Allerdings bedurfte es für die entscheidenden Entwicklungen immer auch energischer Impulse von außen. Für das Voigtland wurden solche Anstöße im ausgehenden Mittelalter durch das Anwachsen des Handels und die Ansiedlung holländischer Handwerker vermittelt. Die reisenden Kaufleute zwischen Nürnberg und Leipzig, die sich selbst Fieranten nannten, im Vogtland aber Zuleger hießen, nahmen maßgeblich Einfluss auf die Entwicklung der Zünfte und Innungen. Als der Brandenburgische Kurfürst Friedrich Wilhelm im Jahr 1669 gar seinen „Großen Graben“ (Oder-Spree-Kanal) in Betrieb setzen ließ, nahmen nach Leipziger Schätzungen bereits im Jahr seiner Eröffnung ein Viertel der schlesischen und polnischen Waren ihren Weg nach Hamburg über die Doppelstadt Berlin-Cölln und somit an Leipzig vorbei.

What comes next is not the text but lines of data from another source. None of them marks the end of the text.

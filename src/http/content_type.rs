//! Declared response content types.

use std::fmt;

/// The document-type declaration prepended to every rendered HTML body.
pub const DOCTYPE: &str = "<!DOCTYPE html>";

/// The content type a route declares for its responses.
///
/// The three built-in groups carry a UTF-8 charset. Anything else is sent
/// verbatim through [`ContentType::Other`].
///
/// # Examples
///
/// ```
/// use ssrkit::http::ContentType;
///
/// assert_eq!(ContentType::Css.as_header(), "text/css; charset=utf-8");
/// assert!(ContentType::Html.wants_doctype());
/// assert!(!ContentType::Other("image/svg+xml".into()).wants_doctype());
/// ```
#[derive(Debug, Clone, PartialEq, Eq, Hash)]
pub enum ContentType {
    Html,
    Css,
    JavaScript,
    Other(String),
}

impl ContentType {
    /// The value written to the `Content-Type` header.
    pub fn as_header(&self) -> &str {
        match self {
            Self::Html => "text/html; charset=utf-8",
            Self::Css => "text/css; charset=utf-8",
            Self::JavaScript => "application/javascript; charset=utf-8",
            Self::Other(mime) => mime.as_str(),
        }
    }

    /// Whether rendered bodies of this type get the [`DOCTYPE`] preamble.
    pub fn wants_doctype(&self) -> bool {
        match self {
            Self::Html => true,
            Self::Css | Self::JavaScript | Self::Other(_) => false,
        }
    }
}

impl fmt::Display for ContentType {
    fn fmt(&self, f: &mut fmt::Formatter<'_>) -> fmt::Result {
        f.write_str(self.as_header())
    }
}

impl From<&str> for ContentType {
    fn from(mime: &str) -> Self {
        Self::Other(mime.to_owned())
    }
}

impl From<String> for ContentType {
    fn from(mime: String) -> Self {
        Self::Other(mime)
    }
}
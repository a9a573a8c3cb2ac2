//! Segmented path patterns and request-path matching.
//!
//! | Pattern              | Example match        | Captured params             |
//! |----------------------|----------------------|-----------------------------|
//! | `/about`             | `/about`, `/about/`  | *(none)*                    |
//! | `/users/:id`         | `/users/42`          | `id → "42"`                 |
//! | `/users/:id/:action` | `/users/42/edit`     | `id → "42"`, `action → "edit"` |
//!
//! Patterns and request paths are split on `/` with empty segments dropped,
//! so leading, trailing and repeated slashes never matter for matching.

use crate::context::Parameters;

/// Marks a pattern segment as a named parameter.
pub const PARAM_MARKER: char = ':';

// A single pattern segment, either a literal token or a named capture.
#[derive(Debug, Clone, PartialEq, Eq)]
pub(crate) enum Segment {
    Static(String),
    Parameter(String),
}

/// A compiled route pattern with a fixed segment count.
#[derive(Debug, Clone, PartialEq, Eq)]
pub struct Pattern {
    segments: Vec<Segment>,
}

impl Pattern {
    /// Compile a pattern string such as `"/users/:id"`.
    ///
    /// No validation is done on parameter names: `/:` declares a parameter
    /// with an empty name and a repeated name is allowed (the last capture wins).
    pub fn parse(pattern: &str) -> Self {
        let segments = split_path(pattern)
            .map(|s| match s.strip_prefix(PARAM_MARKER) {
                Some(name) => Segment::Parameter(name.to_owned()),
                None => Segment::Static(s.to_owned()),
            })
            .collect();
        Self { segments }
    }

    /// Number of segments a request path must have to match.
    pub fn len(&self) -> usize {
        self.segments.len()
    }

    /// `true` for the root pattern `/`.
    pub fn is_empty(&self) -> bool {
        self.segments.is_empty()
    }

    /// Match already-split request segments, returning the captured parameters.
    pub fn matches(&self, path_segments: &[&str]) -> Option<Parameters> {
        if self.segments.len() != path_segments.len() {
            return None;
        }

        let mut params = Parameters::new();
        for (seg, path_seg) in self.segments.iter().zip(path_segments) {
            match seg {
                Segment::Static(literal) => {
                    if literal != path_seg {
                        return None;
                    }
                }
                Segment::Parameter(name) => params.insert(name.as_str(), *path_seg),
            }
        }
        Some(params)
    }

    #[cfg(test)]
    fn matches_path(&self, path: &str) -> Option<Parameters> {
        let segments: Vec<&str> = split_path(path).collect();
        self.matches(&segments)
    }
}

/// Split a path on `/`, discarding empty segments.
pub fn split_path(path: &str) -> impl Iterator<Item = &str> {
    path.split('/').filter(|s| !s.is_empty())
}
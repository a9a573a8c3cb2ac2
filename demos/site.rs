//! Small demo site: cached pages, a stylesheet, and both fallback hooks.
//!
//! ```text
//! RUST_LOG=ssrkit=debug SSRKIT_PORT=8080 cargo run --example site
//! ```

use std::time::Duration;

use ssrkit::config::ServerConfig;
use ssrkit::markup::{Child, Element, Props, component, fragment, pending, render};
use ssrkit::{BoxError, Context, RouteOptions, Router};
use tracing_subscriber::EnvFilter;

struct Site {
    name: &'static str,
    posts: Vec<(&'static str, &'static str)>,
}

async fn layout(site: &Site, title: &str, body: Vec<Child>) -> String {
    let page = component(|props: Props, children: Vec<Child>| async move {
        let heading = props.value("heading").unwrap_or_default().to_owned();
        let inner = fragment(children).await;
        format!("<header><h1>{heading}</h1></header><main>{inner}</main>")
    });

    let head = Element::new("head")
        .child(Element::new("title").child(format!("{title} · {}", site.name)))
        .child(Element::new("link").attr("rel", "stylesheet").attr("href", "/site.css"));

    render(
        "html",
        Props::new().attr("lang", "en"),
        vec![
            head.into(),
            Element::new("body")
                .child(pending(render(page, Props::new().attr("heading", title), body)))
                .into(),
        ],
    )
    .await
}

async fn index(ctx: Context<Site>) -> Result<String, BoxError> {
    let items: Vec<Child> = ctx
        .state()
        .posts
        .iter()
        .map(|(slug, title)| {
            Element::new("li")
                .child(Element::new("a").attr("href", format!("/posts/{slug}")).child(*title))
                .into()
        })
        .collect();

    Ok(layout(ctx.state(), "Posts", vec![Element::new("ul").child(items).into()]).await)
}

async fn post(ctx: Context<Site>) -> Result<String, BoxError> {
    let slug = ctx.param("slug").unwrap_or_default();
    let (_, title) = ctx
        .state()
        .posts
        .iter()
        .find(|(s, _)| *s == slug)
        .ok_or_else(|| format!("no post named {slug:?}"))?;

    // Simulate a slow data source so the ttl is visible.
    tokio::time::sleep(Duration::from_millis(200)).await;
    let body = Element::new("article").child(Element::new("p").child(format!("Body of {title}.")));
    Ok(layout(ctx.state(), title, vec![body.into()]).await)
}

#[tokio::main]
async fn main() -> Result<(), Box<dyn std::error::Error>> {
    tracing_subscriber::fmt()
        .with_env_filter(EnvFilter::try_from_default_env().unwrap_or_else(|_| "info".into()))
        .init();

    let config = ServerConfig::default().with_env_overrides()?;

    let mut router = Router::new(Site {
        name: "ssrkit demo",
        posts: vec![("hello", "Hello, world"), ("caching", "How the cache works")],
    });

    router.html(RouteOptions::new("/").ttl_ms(5_000), index);
    router.html(RouteOptions::new("/posts/:slug").ttl_ms(30_000), post);
    router.css(RouteOptions::new("/site.css").ttl(Duration::from_secs(3600)), |_ctx| async {
        Ok("body{font-family:sans-serif;max-width:40rem;margin:auto}")
    });

    router.not_found(|ctx| async move {
        Ok(format!("<h1>404</h1><p>No page at {}</p>", ctx.request().path()))
    });
    router.on_error(|_ctx, err| async move {
        Ok(format!("<h1>Something broke</h1><pre>{err}</pre>"))
    });

    router.listen_with(config).await?;
    Ok(())
}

Die Stadt Magdeburg kam 1680 von Sachsen an Brandenburg, das damit auch den Elbhandel kontrollierte. Die Elbe war Zugang in die wirtschaftlich aufblühenden Niederlande und nach England, bot somit Anschluss zum Welthandel. Durch Brandenburgs Zölle und Zwangsmaßnahmen wurde der Transport auf diesem Wege aber so stark verteuert, dass selbst Hollands reiche Handelsherren auf Jahre ihre Waren auf dem Landweg über Kassel und Erfurt zur Leipziger Messe führten. Was für Leipzig ein herber Schlag, war für Blawen ein wahrer Segen. Denn so blieb das Voigtland weiter an der für Sachsen auf weitere zweihundert Jahre sehr bedeutsamen alten Handelsstraße beteiligt.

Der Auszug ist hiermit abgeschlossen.